RIO DE JANEIRO, BRAZIL – The Brazilian colonial city of Paraty, on the south coast of Rio de Janeiro, is among the 36 candidates from all over the world this year hoping to become a UNESCO World Heritage Site.
Six natural, 28 cultural and two mixed heritage sites can be added during a meeting this week in Baku, the capital of Azerbaijan, to the more than 1,092 locations in 167 countries that already benefit from this title for its outstanding universal worth.
At the opening ceremony of the World Heritage Committee held on Sunday, the Director-General of UNESCO, Audrey Azoulay, praised the existing enthusiasm for heritage and “its exceptional ability to unite people,” according to a statement.
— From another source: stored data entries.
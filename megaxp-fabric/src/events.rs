//! Game events the mod reacts to.
//!
//! The hooks in [`crate::hooks`] turn engine callbacks into these values and
//! [`crate::systems`] consumes them.

use megaxp_core::types::Side;

/// A player's level counter changed because of an experience grant.
///
/// Fired after the engine has fully applied the grant.
#[derive(Debug, Clone, Copy, PartialEq, Eq)]
pub struct ExperienceGainEvent {
    /// Level immediately before the grant.
    pub levels_before: i32,
    /// Level immediately after the grant.
    pub levels_after: i32,
    /// Where the grant was applied.
    pub side: Side,
}

impl ExperienceGainEvent {
    /// Signed level change caused by the grant.
    #[must_use]
    pub fn delta(&self) -> i64 {
        i64::from(self.levels_after) - i64::from(self.levels_before)
    }
}

/// A player used (right-clicked) the item in the selected hotbar slot.
#[derive(Debug, Clone, Copy, PartialEq, Eq)]
pub struct UseEvent {
    /// Inventory slot of the used stack.
    pub slot: usize,
    /// Whether the player was sneaking.
    pub sneaking: bool,
    /// Where the interaction is being processed.
    pub side: Side,
}

/// Any event the mod handles.
#[derive(Debug, Clone, Copy, PartialEq, Eq)]
pub enum GameEvent {
    /// See [`ExperienceGainEvent`].
    ExperienceGained(ExperienceGainEvent),
    /// See [`UseEvent`].
    ItemUsed(UseEvent),
}

impl From<ExperienceGainEvent> for GameEvent {
    fn from(event: ExperienceGainEvent) -> Self {
        Self::ExperienceGained(event)
    }
}

impl From<UseEvent> for GameEvent {
    fn from(event: UseEvent) -> Self {
        Self::ItemUsed(event)
    }
}
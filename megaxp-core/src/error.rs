//! Error types for the Mega XP Storage core.
//!
//! Per-event conditions (empty transfers, missing containers, grids that do
//! not match) are never errors. Everything here happens at startup.

use thiserror::Error;

use crate::types::{EnchantmentId, Identifier};

/// Top-level error type for all Mega XP Storage operations.
#[derive(Error, Debug)]
pub enum MegaXpError {
    /// Configuration is unreadable or fails validation.
    #[error("Configuration error: {0}")]
    Config(String),

    /// A namespaced identifier could not be parsed.
    #[error("Invalid identifier: {0:?}")]
    InvalidIdentifier(String),

    /// The marker enchantment is not present in the host registry.
    ///
    /// Auto-capture and the upgrade recipe both depend on it, so this aborts
    /// initialization.
    #[error("Marker enchantment {0} could not be resolved from the registry")]
    MarkerUnresolved(EnchantmentId),

    /// Something was registered twice under the same identifier.
    #[error("Duplicate registration: {0}")]
    DuplicateRegistration(Identifier),

    /// Generic I/O error.
    #[error("I/O error: {0}")]
    Io(#[from] std::io::Error),
}

/// Convenience Result type alias.
pub type Result<T> = std::result::Result<T, MegaXpError>;
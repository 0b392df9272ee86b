//! Integration hooks for the engine's player callbacks.
//!
//! The engine's `addExperience` resolves level thresholds itself, so the
//! level counter is sampled at the head of the call and again at the tail;
//! the difference becomes an [`ExperienceGainEvent`]. These would be
//! injected into the engine's player class in a full integration.

use crate::components::{PlayerEntity, World};
use crate::events::{ExperienceGainEvent, UseEvent};

/// Per-player state carried from the head to the tail of `addExperience`.
#[derive(Debug, Clone, Copy, Default)]
pub struct AddExperienceHook {
    levels_before: i32,
}

impl AddExperienceHook {
    /// Head of `addExperience`: remember the current level.
    pub fn before(&mut self, player: &PlayerEntity) {
        self.levels_before = player.level();
    }

    /// Tail of `addExperience`: the gain event, or `None` on the client.
    #[must_use]
    pub fn after(&self, world: &World, player: &PlayerEntity) -> Option<ExperienceGainEvent> {
        if world.is_client() {
            return None;
        }
        Some(ExperienceGainEvent {
            levels_before: self.levels_before,
            levels_after: player.level(),
            side: world.side,
        })
    }
}

/// Create a use event for the stack in the player's selected slot.
#[must_use]
pub fn on_use(world: &World, player: &PlayerEntity) -> UseEvent {
    UseEvent {
        slot: player.selected_slot,
        sneaking: player.sneaking,
        side: world.side,
    }
}
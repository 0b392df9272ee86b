//! Creation recipe: one reagent stack in the centre, books all around.
//!
//! Every cell needs exactly `required_count` items (64 by default). The
//! result is always a fresh, empty container; nothing is inherited from the
//! ingredients.

use crate::config::RecipeConfig;
use crate::error::Result;
use crate::host::{CraftingGrid, ItemInstance};
use crate::types::{CREATE_SERIALIZER_PATH, Identifier, ItemKind};

use super::{CENTER_SLOT, GRID_SIZE, SpecialRecipe, is_full_grid, ring_slots};

/// The recipe that produces a new container.
#[derive(Debug, Clone)]
pub struct CreateRecipe {
    container: ItemKind,
    reagent: ItemKind,
    book: ItemKind,
    required_count: u32,
    serializer: Identifier,
}

impl CreateRecipe {
    /// Build the recipe from configuration.
    ///
    /// # Errors
    /// Returns an error if the serializer identifier cannot be formed.
    pub fn new(container: ItemKind, config: &RecipeConfig) -> Result<Self> {
        Ok(Self {
            container,
            reagent: config.reagent.clone(),
            book: config.book.clone(),
            required_count: config.required_count,
            serializer: Identifier::of_mod(CREATE_SERIALIZER_PATH)?,
        })
    }

    /// Ingredient kind expected in each cell, row-major, for recipe-book
    /// display.
    #[must_use]
    pub fn ingredients(&self) -> [ItemKind; GRID_SIZE * GRID_SIZE] {
        std::array::from_fn(|slot| self.expected(slot).clone())
    }

    /// The item this recipe produces.
    #[must_use]
    pub fn result<T: ItemInstance>(&self) -> T {
        T::create(&self.container, 1)
    }

    fn expected(&self, slot: usize) -> &ItemKind {
        if slot == CENTER_SLOT {
            &self.reagent
        } else {
            &self.book
        }
    }
}

impl SpecialRecipe for CreateRecipe {
    fn matches<G: CraftingGrid>(&self, grid: &G) -> bool {
        if !is_full_grid(grid) {
            return false;
        }
        std::iter::once(CENTER_SLOT).chain(ring_slots()).all(|slot| {
            let stack = grid.stack_in_slot(slot);
            stack.is_of(self.expected(slot)) && stack.count() == self.required_count
        })
    }

    fn craft<G: CraftingGrid>(&self, grid: &G) -> Option<G::Item> {
        self.matches(grid).then(|| self.result())
    }

    fn serializer(&self) -> &Identifier {
        &self.serializer
    }

    fn show_in_recipe_book(&self) -> bool {
        true
    }
}
//! Locating and loading `mega-xp-storage.toml`.
//!
//! The file lives in the loader's config directory. A missing file means
//! stock behaviour; a malformed one is a startup error.

use std::path::{Path, PathBuf};

use tracing::{debug, info};

use megaxp_core::config::MegaXpConfig;
use megaxp_core::error::{MegaXpError, Result};

/// File name inside the config directory.
pub const CONFIG_FILE_NAME: &str = "mega-xp-storage.toml";

/// Full path of the config file inside `config_dir`.
#[must_use]
pub fn config_path(config_dir: &Path) -> PathBuf {
    config_dir.join(CONFIG_FILE_NAME)
}

/// Load the config from `config_dir`, falling back to defaults when the
/// file does not exist.
///
/// # Errors
/// Returns an error if the file exists but cannot be read, parsed or
/// validated.
pub fn load_or_default(config_dir: &Path) -> Result<MegaXpConfig> {
    let path = config_path(config_dir);
    if !path.exists() {
        debug!(path = %path.display(), "no config file, using defaults");
        return Ok(MegaXpConfig::default());
    }
    let config = MegaXpConfig::from_file(&path)?;
    info!(path = %path.display(), "loaded config");
    Ok(config)
}

/// Write the default config to `config_dir` unless a file is already there.
///
/// Returns the path of the config file.
///
/// # Errors
/// Returns an error if the directory or file cannot be written.
pub fn write_default(config_dir: &Path) -> Result<PathBuf> {
    let path = config_path(config_dir);
    if path.exists() {
        return Ok(path);
    }
    let body = toml::to_string_pretty(&MegaXpConfig::default())
        .map_err(|e| MegaXpError::Config(e.to_string()))?;
    std::fs::create_dir_all(config_dir)?;
    std::fs::write(&path, body)?;
    info!(path = %path.display(), "wrote default config");
    Ok(path)
}

#[cfg(test)]
mod tests {
    use super::*;
    use megaxp_core::config::{CaptureScope, MergePolicy};

    #[test]
    fn missing_file_gives_defaults() {
        let dir = tempfile::tempdir().unwrap();
        let config = load_or_default(dir.path()).unwrap();
        assert!(config.general.enabled);
        assert_eq!(config.capture.scope, CaptureScope::Inventory);
    }

    #[test]
    fn reads_existing_file() {
        let dir = tempfile::tempdir().unwrap();
        std::fs::write(
            config_path(dir.path()),
            "[capture]\nscope = \"hotbar\"\n[recipes]\nmerge = \"increment\"\n",
        )
        .unwrap();

        let config = load_or_default(dir.path()).unwrap();
        assert_eq!(config.capture.scope, CaptureScope::Hotbar);
        assert_eq!(config.recipes.merge, MergePolicy::Increment);
    }

    #[test]
    fn malformed_file_is_an_error() {
        let dir = tempfile::tempdir().unwrap();
        std::fs::write(config_path(dir.path()), "[transfer]\nlevel_chunk = 0\n").unwrap();
        assert!(matches!(
            load_or_default(dir.path()),
            Err(MegaXpError::Config(_))
        ));
    }

    #[test]
    fn written_default_reloads() {
        let dir = tempfile::tempdir().unwrap();
        let nested = dir.path().join("config");
        let path = write_default(&nested).unwrap();
        assert!(path.exists());

        let config = load_or_default(&nested).unwrap();
        assert_eq!(config.recipes.required_count, 64);
        assert_eq!(config.recipes.marker.to_string(), "minecraft:mending");
    }

    #[test]
    fn write_default_keeps_user_file() {
        let dir = tempfile::tempdir().unwrap();
        std::fs::write(config_path(dir.path()), "[general]\nenabled = false\n").unwrap();
        write_default(dir.path()).unwrap();
        assert!(!load_or_default(dir.path()).unwrap().general.enabled);
    }
}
Among other cultural sites that are a step away from being recognized is the Transisthmian Route of Panama, which according to Unesco played a central role in the Spanish colonial system in the Americas from the sixteenth century, the cultural landscape of Risco Caído and the sacred mountains of Gran Canaria, in Spain.
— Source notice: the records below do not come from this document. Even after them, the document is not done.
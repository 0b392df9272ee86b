//! Configuration for Mega XP Storage.
//!
//! Maps directly to `mega-xp-storage.toml`. Every field has a default, so an
//! empty file (or no file) gives the stock behaviour.

use serde::{Deserialize, Serialize};

use crate::error::{MegaXpError, Result};
use crate::types::{EnchantmentId, Identifier, ItemKind};

/// Top-level configuration, loadable from TOML.
#[derive(Debug, Clone, Default, Serialize, Deserialize)]
pub struct MegaXpConfig {
    /// General settings.
    #[serde(default)]
    pub general: GeneralConfig,
    /// Automatic capture of gained levels.
    #[serde(default)]
    pub capture: CaptureConfig,
    /// Player/container transfers.
    #[serde(default)]
    pub transfer: TransferConfig,
    /// The two special recipes.
    #[serde(default)]
    pub recipes: RecipeConfig,
}

impl MegaXpConfig {
    /// Load configuration from a TOML string.
    ///
    /// # Errors
    /// Returns `MegaXpError::Config` if the TOML is invalid or fails
    /// [`validate`](Self::validate).
    pub fn from_toml(toml_str: &str) -> Result<Self> {
        let config: Self =
            toml::from_str(toml_str).map_err(|e| MegaXpError::Config(e.to_string()))?;
        config.validate()?;
        Ok(config)
    }

    /// Load configuration from a TOML file.
    ///
    /// # Errors
    /// Returns an error if the file cannot be read or parsed.
    pub fn from_file(path: &std::path::Path) -> Result<Self> {
        let content = std::fs::read_to_string(path)?;
        Self::from_toml(&content)
    }

    /// Check values serde cannot check on its own.
    ///
    /// # Errors
    /// Returns `MegaXpError::Config` describing the first bad value.
    pub fn validate(&self) -> Result<()> {
        if self.transfer.level_chunk == 0 {
            return Err(MegaXpError::Config(
                "transfer.level_chunk must be at least 1".to_string(),
            ));
        }
        if self.recipes.required_count == 0 {
            return Err(MegaXpError::Config(
                "recipes.required_count must be at least 1".to_string(),
            ));
        }
        if self.capture.marker_min_level == 0 {
            return Err(MegaXpError::Config(
                "capture.marker_min_level must be at least 1".to_string(),
            ));
        }
        if self.recipes.reagent == self.recipes.book {
            return Err(MegaXpError::Config(format!(
                "recipes.reagent and recipes.book are both {}",
                self.recipes.book
            )));
        }
        Ok(())
    }
}

// ---------------------------------------------------------------------------
// Sub-configs
// ---------------------------------------------------------------------------

/// General settings.
#[derive(Debug, Clone, Serialize, Deserialize)]
pub struct GeneralConfig {
    /// Whether the item's behaviour is active at all.
    #[serde(default = "default_true")]
    pub enabled: bool,
    /// Log level: trace, debug, info, warn, error.
    #[serde(default = "default_log_level")]
    pub log_level: String,
    /// Log line format.
    #[serde(default)]
    pub log_format: LogFormat,
}

impl Default for GeneralConfig {
    fn default() -> Self {
        Self {
            enabled: true,
            log_level: default_log_level(),
            log_format: LogFormat::Text,
        }
    }
}

/// How log lines are written.
#[derive(Debug, Clone, Copy, Default, PartialEq, Eq, Serialize, Deserialize)]
#[serde(rename_all = "snake_case")]
pub enum LogFormat {
    /// Human-readable lines.
    #[default]
    Text,
    /// One JSON object per line.
    Json,
}

/// Which inventory slots the auto-capture scan looks at.
#[derive(Debug, Clone, Copy, Default, PartialEq, Eq, Serialize, Deserialize)]
#[serde(rename_all = "snake_case")]
pub enum CaptureScope {
    /// Every slot of the held inventory.
    #[default]
    Inventory,
    /// Only the hotbar.
    Hotbar,
}

/// Auto-capture settings.
#[derive(Debug, Clone, Serialize, Deserialize)]
pub struct CaptureConfig {
    /// Whether gained levels are redirected at all.
    #[serde(default = "default_true")]
    pub enabled: bool,
    /// Slots scanned for a qualifying container.
    #[serde(default)]
    pub scope: CaptureScope,
    /// Minimum marker level for a container to qualify.
    #[serde(default = "default_1_u32")]
    pub marker_min_level: u32,
}

impl Default for CaptureConfig {
    fn default() -> Self {
        Self {
            enabled: true,
            scope: CaptureScope::Inventory,
            marker_min_level: 1,
        }
    }
}

/// Transfer settings.
#[derive(Debug, Clone, Serialize, Deserialize)]
pub struct TransferConfig {
    /// Largest single level delta handed to the host in one call.
    #[serde(default = "default_level_chunk")]
    pub level_chunk: u32,
}

impl Default for TransferConfig {
    fn default() -> Self {
        Self {
            level_chunk: default_level_chunk(),
        }
    }
}

/// What the upgrade recipe does when the centre container already carries
/// the marker enchantment.
#[derive(Debug, Clone, Copy, Default, PartialEq, Eq, Serialize, Deserialize)]
#[serde(rename_all = "snake_case")]
pub enum MergePolicy {
    /// Result keeps `max(existing, 1)`, i.e. an existing marker is unchanged.
    #[default]
    KeepHighest,
    /// Result gets `existing + 1`.
    Increment,
    /// The grid does not match.
    Reject,
}

/// Recipe settings.
#[derive(Debug, Clone, Serialize, Deserialize)]
pub struct RecipeConfig {
    /// Centre ingredient of the creation recipe.
    #[serde(default = "default_reagent")]
    pub reagent: ItemKind,
    /// Surrounding ingredient of the creation recipe.
    #[serde(default = "default_book")]
    pub book: ItemKind,
    /// Surrounding ingredient of the upgrade recipe.
    #[serde(default = "default_enchanted_book")]
    pub enchanted_book: ItemKind,
    /// Exact stack size required in every creation cell.
    #[serde(default = "default_required_count")]
    pub required_count: u32,
    /// Enchantment that toggles auto-capture.
    #[serde(default = "default_marker")]
    pub marker: EnchantmentId,
    /// Upgrade behaviour when the marker is already present.
    #[serde(default)]
    pub merge: MergePolicy,
}

impl Default for RecipeConfig {
    fn default() -> Self {
        Self {
            reagent: default_reagent(),
            book: default_book(),
            enchanted_book: default_enchanted_book(),
            required_count: default_required_count(),
            marker: default_marker(),
            merge: MergePolicy::KeepHighest,
        }
    }
}

// ---------------------------------------------------------------------------
// Default value functions for serde
// ---------------------------------------------------------------------------

fn default_true() -> bool {
    true
}
fn default_1_u32() -> u32 {
    1
}
fn default_log_level() -> String {
    "info".to_string()
}
fn default_level_chunk() -> u32 {
    1_000_000
}
fn default_required_count() -> u32 {
    64
}

fn default_reagent() -> ItemKind {
    ItemKind(Identifier::vanilla("lapis_block"))
}
fn default_book() -> ItemKind {
    ItemKind(Identifier::vanilla("book"))
}
fn default_enchanted_book() -> ItemKind {
    ItemKind(Identifier::vanilla("enchanted_book"))
}
fn default_marker() -> EnchantmentId {
    EnchantmentId(Identifier::vanilla("mending"))
}

// ---------------------------------------------------------------------------
// Tests
// ---------------------------------------------------------------------------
There are also works by the acclaimed American architect Frank Lloyd Wright, one of the main masters of 20th-century architecture, the submerged city Port Royal in Jamaica and the archaeological remains of the town of Liangzhu in China.
Among the mixed sites, Brazil will stand up for Paraty, a small town designed over 500 years ago by the Portuguese colonizers and home to an impressive heritage, while simultaneously being an exquisite natural and cultural site.
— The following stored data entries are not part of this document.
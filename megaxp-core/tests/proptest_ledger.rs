//! Property-Based Tests for the Mega XP Storage core.
//!
//! Uses `proptest` to check the ledger, transfer, capture and recipe
//! invariants over random inputs.

use proptest::prelude::*;

use megaxp_core::capture::{AutoCapture, CaptureOutcome};
use megaxp_core::config::{CaptureConfig, RecipeConfig};
use megaxp_core::host::{InventoryView, ItemInstance, PlayerLevelState};
use megaxp_core::ledger;
use megaxp_core::memory::{CraftingInput, Inventory, ItemStack};
use megaxp_core::recipe::{CENTER_SLOT, CreateRecipe, SpecialRecipe, UpgradeRecipe};
use megaxp_core::transfer::{self, Balances};
use megaxp_core::types::{
    EnchantmentHandle, ItemKind, MAX_PLAYER_LEVEL, PLAYER_INVENTORY_SLOTS, Side,
};

const MARKER: EnchantmentHandle = EnchantmentHandle(1);

struct Player(i32);

impl PlayerLevelState for Player {
    fn experience_level(&self) -> i32 {
        self.0
    }
    fn add_experience_levels(&mut self, delta: i32) {
        self.0 = self.0.saturating_add(delta).max(0);
    }
}

// ---------------------------------------------------------------------------
// Strategy helpers
// ---------------------------------------------------------------------------

fn kind(raw: &str) -> ItemKind {
    ItemKind::parse(raw).unwrap()
}

fn marked_container(stored: i64) -> ItemStack {
    let mut stack = ItemStack::new(ItemKind::container(), 1).with_enchantment(MARKER, 1);
    ledger::set_stored_levels(&mut stack, stored);
    stack
}

fn arb_filler() -> impl Strategy<Value = ItemStack> {
    prop_oneof![
        Just(ItemStack::empty()),
        (1..=64u32).prop_map(|n| ItemStack::new(kind("dirt"), n)),
        Just(ItemStack::new(ItemKind::container(), 1)),
        Just(ItemStack::new(kind("diamond_sword"), 1).with_enchantment(MARKER, 1)),
    ]
}

/// An inventory of random non-qualifying stacks plus a set of slots that
/// hold qualifying containers.
fn arb_inventory() -> impl Strategy<Value = (Inventory, Vec<usize>)> {
    (
        proptest::collection::vec(arb_filler(), PLAYER_INVENTORY_SLOTS),
        proptest::collection::btree_set(0..PLAYER_INVENTORY_SLOTS, 0..4),
    )
        .prop_map(|(fillers, marked)| {
            let mut inv = Inventory::player();
            for (slot, stack) in fillers.into_iter().enumerate() {
                inv.set(slot, stack);
            }
            for &slot in &marked {
                inv.set(slot, marked_container(0));
            }
            (inv, marked.into_iter().collect())
        })
}

fn hook() -> AutoCapture {
    AutoCapture::new(ItemKind::container(), MARKER, &CaptureConfig::default())
}

fn creation_grid() -> CraftingInput {
    let mut cells: [ItemStack; 9] = std::array::from_fn(|_| ItemStack::new(kind("book"), 64));
    cells[CENTER_SLOT] = ItemStack::new(kind("lapis_block"), 64);
    CraftingInput::square(cells)
}

// ---------------------------------------------------------------------------
// Property: get(set(v)) == max(v, 0)
// ---------------------------------------------------------------------------

proptest! {
    #[test]
    fn ledger_set_get_clamps_at_zero(v in any::<i64>()) {
        let mut stack = ItemStack::new(ItemKind::container(), 1);
        ledger::set_stored_levels(&mut stack, v);
        prop_assert_eq!(ledger::stored_levels(&stack), v.max(0));
        prop_assert_eq!(
            stack.custom_data().contains_key(megaxp_core::STORED_LEVELS_KEY),
            v > 0
        );
    }
}

// ---------------------------------------------------------------------------
// Property: withdraw moves min(stored, MAX - player) and never overflows
// ---------------------------------------------------------------------------

proptest! {
    #[test]
    fn withdraw_is_capped_and_conserving(
        stored in 0..i64::MAX,
        player in 0..=MAX_PLAYER_LEVEL,
    ) {
        let expected = stored.min(i64::from(MAX_PLAYER_LEVEL) - i64::from(player));
        match transfer::withdraw(stored, player) {
            None => prop_assert!(expected <= 0),
            Some(t) => {
                prop_assert_eq!(i64::from(t.levels), expected);
                let after = t.apply(Balances { player_levels: player, stored_levels: stored });
                prop_assert_eq!(after.stored_levels, stored - expected);
                prop_assert_eq!(i64::from(after.player_levels), i64::from(player) + expected);
                prop_assert!(after.player_levels <= MAX_PLAYER_LEVEL);
            }
        }
    }
}

// ---------------------------------------------------------------------------
// Property: deposit moves everything the player has
// ---------------------------------------------------------------------------

proptest! {
    #[test]
    fn deposit_moves_all_player_levels(
        player in 0..=MAX_PLAYER_LEVEL,
        stored in 0..i64::from(u32::MAX),
    ) {
        match transfer::deposit(player, stored) {
            None => prop_assert_eq!(player, 0),
            Some(t) => {
                let after = t.apply(Balances { player_levels: player, stored_levels: stored });
                prop_assert_eq!(after.player_levels, 0);
                prop_assert_eq!(after.stored_levels, stored + i64::from(player));
            }
        }
    }
}

// ---------------------------------------------------------------------------
// Property: levels are conserved even against a nearly full ledger
// ---------------------------------------------------------------------------

proptest! {
    #[test]
    fn deposit_and_capture_conserve_near_ceiling(
        gap in 0..1000i64,
        player in 0..1000i32,
    ) {
        let stored = i64::MAX - gap;
        let total = i128::from(stored) + i128::from(player);

        let mut p = Player(player);
        let mut stack = marked_container(stored);
        megaxp_core::item::apply_use(Side::Server, false, &mut p, &mut stack, 1_000_000);
        prop_assert_eq!(
            i128::from(ledger::stored_levels(&stack)) + i128::from(p.0),
            total
        );

        let mut p = Player(player);
        let mut inv = Inventory::player();
        inv.set(0, marked_container(stored));
        hook().on_experience_gained(Side::Server, 0, &mut p, &mut inv);
        prop_assert_eq!(
            i128::from(ledger::stored_levels(inv.stack(0).unwrap())) + i128::from(p.0),
            total
        );
    }
}

// ---------------------------------------------------------------------------
// Property: no gain means no change anywhere
// ---------------------------------------------------------------------------

proptest! {
    #[test]
    fn capture_without_gain_changes_nothing(
        (mut inv, _) in arb_inventory(),
        before in 0..1000i32,
        drop in 0..1000i32,
    ) {
        let snapshot = inv.clone();
        let after = (before - drop).max(0);
        let mut player = Player(after);

        let outcome = hook().on_experience_gained(Side::Server, before, &mut player, &mut inv);

        prop_assert_eq!(outcome, CaptureOutcome::NoGain);
        prop_assert_eq!(player.0, after);
        prop_assert_eq!(inv, snapshot);
    }
}

// ---------------------------------------------------------------------------
// Property: the first qualifying slot is always chosen, deterministically
// ---------------------------------------------------------------------------

proptest! {
    #[test]
    fn capture_picks_first_qualifying_slot(
        (mut inv, marked) in arb_inventory(),
        gained in 1..500i32,
    ) {
        let hook = hook();
        let first = marked.iter().min().copied();
        prop_assert_eq!(hook.locate(&inv), first);
        prop_assert_eq!(hook.locate(&inv), first);

        let mut player = Player(gained);
        let outcome = hook.on_experience_gained(Side::Server, 0, &mut player, &mut inv);

        match first {
            None => {
                prop_assert_eq!(outcome, CaptureOutcome::NoContainer);
                prop_assert_eq!(player.0, gained);
            }
            Some(slot) => {
                prop_assert_eq!(
                    outcome,
                    CaptureOutcome::Captured { slot, levels: gained, stored: i64::from(gained) }
                );
                prop_assert_eq!(player.0, 0);
                for &other in marked.iter().filter(|&&s| s != slot) {
                    prop_assert_eq!(ledger::stored_levels(inv.stack(other).unwrap()), 0);
                }
            }
        }
    }
}

// ---------------------------------------------------------------------------
// Property: creation recipe is exact-quantity in every cell
// ---------------------------------------------------------------------------

proptest! {
    #[test]
    fn creation_requires_exact_counts(slot in 0..9usize, count in 1..=128u32) {
        let recipe = CreateRecipe::new(ItemKind::container(), &RecipeConfig::default()).unwrap();
        let mut grid = creation_grid();
        let item = if slot == CENTER_SLOT { kind("lapis_block") } else { kind("book") };
        grid.set(slot, ItemStack::new(item, count));

        prop_assert_eq!(recipe.matches(&grid), count == 64);
        if let Some(out) = recipe.craft(&grid) {
            prop_assert_eq!(ledger::stored_levels(&out), 0);
            prop_assert!(out.custom_data().is_empty());
        }
    }
}

// ---------------------------------------------------------------------------
// Property: upgrade preserves whatever was stored
// ---------------------------------------------------------------------------

proptest! {
    #[test]
    fn upgrade_preserves_stored_levels(stored in 0..i64::MAX) {
        let recipe =
            UpgradeRecipe::new(ItemKind::container(), MARKER, &RecipeConfig::default()).unwrap();
        let book = ItemStack::new(kind("enchanted_book"), 1).with_stored_enchantment(MARKER, 1);
        let mut cells: [ItemStack; 9] = std::array::from_fn(|_| book.clone());
        let mut center = ItemStack::new(ItemKind::container(), 1);
        ledger::set_stored_levels(&mut center, stored);
        cells[CENTER_SLOT] = center.clone();
        let grid = CraftingInput::square(cells);

        let out = recipe.craft(&grid).unwrap();
        prop_assert_eq!(out.custom_data(), center.custom_data());
        prop_assert!(out.is_of(&ItemKind::container()));
    }
}

// ---------------------------------------------------------------------------
// Property: non-3×3 grids never match either recipe
// ---------------------------------------------------------------------------

proptest! {
    #[test]
    fn non_square_grids_never_match(width in 0..5usize, height in 0..5usize) {
        prop_assume!(!(width == 3 && height == 3));
        let create = CreateRecipe::new(ItemKind::container(), &RecipeConfig::default()).unwrap();
        let upgrade =
            UpgradeRecipe::new(ItemKind::container(), MARKER, &RecipeConfig::default()).unwrap();
        let stacks = vec![ItemStack::new(kind("book"), 64); width * height];
        let grid = CraftingInput::new(width, height, stacks);

        prop_assert!(!create.matches(&grid));
        prop_assert!(!upgrade.matches(&grid));
        prop_assert!(!create.fits(width, height));
    }
}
Being on this prestigious list of the United Nations Educational, Scientific and Cultural Organization (UNESCO) can boost tourism and facilitate economic aid for its conservation.
The debates on the new nominations presided over by the World Heritage Committee — made up of representatives of 21 countries– will run until July 10th.
The committee will also examine the state of conservation of those already on the list. Five of them could be reclassified to the “endangered heritage” category, including the islands and protected areas of the Gulf of California in Mexico.
If this group of islands, islets and coastal areas located in northwestern Mexico is included in the list, it should undertake further efforts in the conversation of marine fauna, particularly the vaquita, a species endemic to this area.
It is estimated that there are only about ten specimens of this toothed cetacean in the wild.
In turn, Chile will request the removal of the Humberstone and Santa Laura plants from the red list, where they have been since 2005.